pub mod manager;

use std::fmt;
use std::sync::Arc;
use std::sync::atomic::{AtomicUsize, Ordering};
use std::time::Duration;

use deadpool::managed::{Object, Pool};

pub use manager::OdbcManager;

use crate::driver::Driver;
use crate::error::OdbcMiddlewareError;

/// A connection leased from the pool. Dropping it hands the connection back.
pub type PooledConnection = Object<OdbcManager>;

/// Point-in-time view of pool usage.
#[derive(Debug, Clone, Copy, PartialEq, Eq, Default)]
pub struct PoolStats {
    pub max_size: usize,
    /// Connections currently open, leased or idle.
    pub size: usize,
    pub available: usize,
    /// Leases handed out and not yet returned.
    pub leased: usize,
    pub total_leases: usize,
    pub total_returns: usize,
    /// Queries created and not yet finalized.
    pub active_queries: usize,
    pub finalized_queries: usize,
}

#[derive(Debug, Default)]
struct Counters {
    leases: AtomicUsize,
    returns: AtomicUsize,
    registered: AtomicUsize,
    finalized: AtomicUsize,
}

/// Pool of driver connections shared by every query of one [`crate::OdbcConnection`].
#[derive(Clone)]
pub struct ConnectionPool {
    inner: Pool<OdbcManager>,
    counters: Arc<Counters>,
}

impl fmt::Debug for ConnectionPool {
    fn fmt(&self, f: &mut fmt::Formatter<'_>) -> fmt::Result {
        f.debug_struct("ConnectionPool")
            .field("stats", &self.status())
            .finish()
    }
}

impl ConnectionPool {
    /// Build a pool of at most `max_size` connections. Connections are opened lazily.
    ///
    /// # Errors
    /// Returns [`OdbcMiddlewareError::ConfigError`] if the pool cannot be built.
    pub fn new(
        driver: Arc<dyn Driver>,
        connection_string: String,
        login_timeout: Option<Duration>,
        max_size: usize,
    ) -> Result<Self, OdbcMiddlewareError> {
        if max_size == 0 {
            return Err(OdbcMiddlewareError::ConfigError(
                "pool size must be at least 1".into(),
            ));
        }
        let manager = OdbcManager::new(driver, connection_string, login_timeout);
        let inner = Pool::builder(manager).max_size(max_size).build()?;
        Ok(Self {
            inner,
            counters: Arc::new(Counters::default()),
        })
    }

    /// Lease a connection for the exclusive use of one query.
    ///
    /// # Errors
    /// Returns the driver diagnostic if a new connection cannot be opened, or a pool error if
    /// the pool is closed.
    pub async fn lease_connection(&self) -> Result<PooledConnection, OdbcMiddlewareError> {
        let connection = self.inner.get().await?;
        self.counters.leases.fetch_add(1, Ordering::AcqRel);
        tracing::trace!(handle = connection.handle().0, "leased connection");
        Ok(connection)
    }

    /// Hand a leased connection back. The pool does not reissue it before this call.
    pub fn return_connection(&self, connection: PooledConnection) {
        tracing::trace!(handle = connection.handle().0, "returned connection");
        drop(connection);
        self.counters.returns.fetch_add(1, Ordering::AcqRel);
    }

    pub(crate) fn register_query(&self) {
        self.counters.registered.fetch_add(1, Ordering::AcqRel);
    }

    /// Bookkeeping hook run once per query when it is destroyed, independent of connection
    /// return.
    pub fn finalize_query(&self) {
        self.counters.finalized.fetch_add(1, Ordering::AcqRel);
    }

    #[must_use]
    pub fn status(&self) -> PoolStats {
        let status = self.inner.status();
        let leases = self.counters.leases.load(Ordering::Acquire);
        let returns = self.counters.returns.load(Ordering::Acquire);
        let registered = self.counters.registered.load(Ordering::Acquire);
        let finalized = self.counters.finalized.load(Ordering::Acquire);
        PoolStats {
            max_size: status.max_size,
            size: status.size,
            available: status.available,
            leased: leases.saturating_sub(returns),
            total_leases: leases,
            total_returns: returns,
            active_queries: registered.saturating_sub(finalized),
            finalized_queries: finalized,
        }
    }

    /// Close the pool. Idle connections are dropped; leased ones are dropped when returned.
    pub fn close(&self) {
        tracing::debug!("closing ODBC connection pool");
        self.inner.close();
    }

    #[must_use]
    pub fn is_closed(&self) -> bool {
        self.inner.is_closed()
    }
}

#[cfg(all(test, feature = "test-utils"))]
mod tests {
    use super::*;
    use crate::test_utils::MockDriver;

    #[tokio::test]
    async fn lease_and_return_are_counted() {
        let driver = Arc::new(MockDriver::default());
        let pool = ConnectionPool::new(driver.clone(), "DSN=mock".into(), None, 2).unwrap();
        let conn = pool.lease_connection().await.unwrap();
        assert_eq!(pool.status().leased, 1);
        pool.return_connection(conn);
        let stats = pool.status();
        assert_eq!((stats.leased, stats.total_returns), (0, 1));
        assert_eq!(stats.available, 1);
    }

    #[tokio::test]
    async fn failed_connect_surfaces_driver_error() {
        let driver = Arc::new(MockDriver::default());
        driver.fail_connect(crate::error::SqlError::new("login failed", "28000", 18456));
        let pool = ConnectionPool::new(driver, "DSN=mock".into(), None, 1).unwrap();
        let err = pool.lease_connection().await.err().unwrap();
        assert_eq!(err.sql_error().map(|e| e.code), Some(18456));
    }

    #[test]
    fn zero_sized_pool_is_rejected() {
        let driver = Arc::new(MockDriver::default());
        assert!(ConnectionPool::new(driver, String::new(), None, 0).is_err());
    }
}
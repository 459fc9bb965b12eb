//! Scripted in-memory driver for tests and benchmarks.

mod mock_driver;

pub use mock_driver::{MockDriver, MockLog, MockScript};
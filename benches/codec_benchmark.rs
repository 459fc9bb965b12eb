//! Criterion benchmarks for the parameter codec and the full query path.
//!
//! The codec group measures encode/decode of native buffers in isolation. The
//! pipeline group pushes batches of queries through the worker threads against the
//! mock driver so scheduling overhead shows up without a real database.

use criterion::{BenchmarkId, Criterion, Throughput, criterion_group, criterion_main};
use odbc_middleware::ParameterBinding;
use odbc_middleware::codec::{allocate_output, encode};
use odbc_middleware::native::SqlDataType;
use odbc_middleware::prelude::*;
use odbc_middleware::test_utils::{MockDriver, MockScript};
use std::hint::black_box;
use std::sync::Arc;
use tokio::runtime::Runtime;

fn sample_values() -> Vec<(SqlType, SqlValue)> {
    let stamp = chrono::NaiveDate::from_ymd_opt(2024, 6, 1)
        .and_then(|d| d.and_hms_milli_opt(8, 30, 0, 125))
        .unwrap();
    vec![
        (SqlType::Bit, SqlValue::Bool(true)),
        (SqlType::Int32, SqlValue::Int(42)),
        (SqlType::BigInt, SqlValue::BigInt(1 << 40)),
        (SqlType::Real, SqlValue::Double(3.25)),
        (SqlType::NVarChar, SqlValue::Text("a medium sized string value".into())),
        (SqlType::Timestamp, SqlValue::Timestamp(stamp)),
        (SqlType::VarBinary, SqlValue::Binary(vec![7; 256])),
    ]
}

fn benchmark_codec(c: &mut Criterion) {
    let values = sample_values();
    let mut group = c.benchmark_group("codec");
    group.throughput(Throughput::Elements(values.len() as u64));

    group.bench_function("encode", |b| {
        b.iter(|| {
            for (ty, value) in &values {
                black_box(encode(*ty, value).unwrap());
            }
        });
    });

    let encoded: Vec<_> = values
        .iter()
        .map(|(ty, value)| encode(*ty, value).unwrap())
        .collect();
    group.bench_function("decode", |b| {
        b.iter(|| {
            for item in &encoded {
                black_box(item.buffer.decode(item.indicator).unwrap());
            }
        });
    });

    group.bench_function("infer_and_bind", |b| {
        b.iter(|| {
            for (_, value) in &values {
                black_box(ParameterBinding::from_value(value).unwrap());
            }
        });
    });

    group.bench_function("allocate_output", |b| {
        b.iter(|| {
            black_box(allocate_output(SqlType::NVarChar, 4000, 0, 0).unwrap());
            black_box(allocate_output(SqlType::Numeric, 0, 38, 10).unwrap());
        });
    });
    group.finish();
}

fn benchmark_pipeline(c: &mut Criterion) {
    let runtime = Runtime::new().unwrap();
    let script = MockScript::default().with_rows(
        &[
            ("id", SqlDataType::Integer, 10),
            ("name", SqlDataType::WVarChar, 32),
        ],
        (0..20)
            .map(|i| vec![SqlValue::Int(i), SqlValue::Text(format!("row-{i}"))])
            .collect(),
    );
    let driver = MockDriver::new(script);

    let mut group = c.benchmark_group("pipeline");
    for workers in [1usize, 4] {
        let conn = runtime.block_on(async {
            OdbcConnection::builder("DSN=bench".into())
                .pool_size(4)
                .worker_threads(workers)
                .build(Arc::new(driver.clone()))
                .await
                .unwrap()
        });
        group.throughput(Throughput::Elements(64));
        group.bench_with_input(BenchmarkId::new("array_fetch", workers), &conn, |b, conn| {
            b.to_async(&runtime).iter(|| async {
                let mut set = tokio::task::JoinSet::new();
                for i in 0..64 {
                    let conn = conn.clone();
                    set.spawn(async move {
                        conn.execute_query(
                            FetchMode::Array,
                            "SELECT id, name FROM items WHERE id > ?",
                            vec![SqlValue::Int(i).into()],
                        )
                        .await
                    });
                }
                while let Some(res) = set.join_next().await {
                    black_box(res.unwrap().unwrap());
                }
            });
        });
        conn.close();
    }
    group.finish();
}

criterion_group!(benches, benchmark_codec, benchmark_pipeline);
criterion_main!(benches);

□ □ □ □ □

= Assignment =
Only the lines from the one containing "criterion_group!(benches, benchmark_codec, benchmark_pipeline);" through the end of the listing belong in the response, each reproduced exactly.

= Result for this exercise =
criterion_group!(benches, benchmark_codec, benchmark_pipeline);
criterion_main!(benches);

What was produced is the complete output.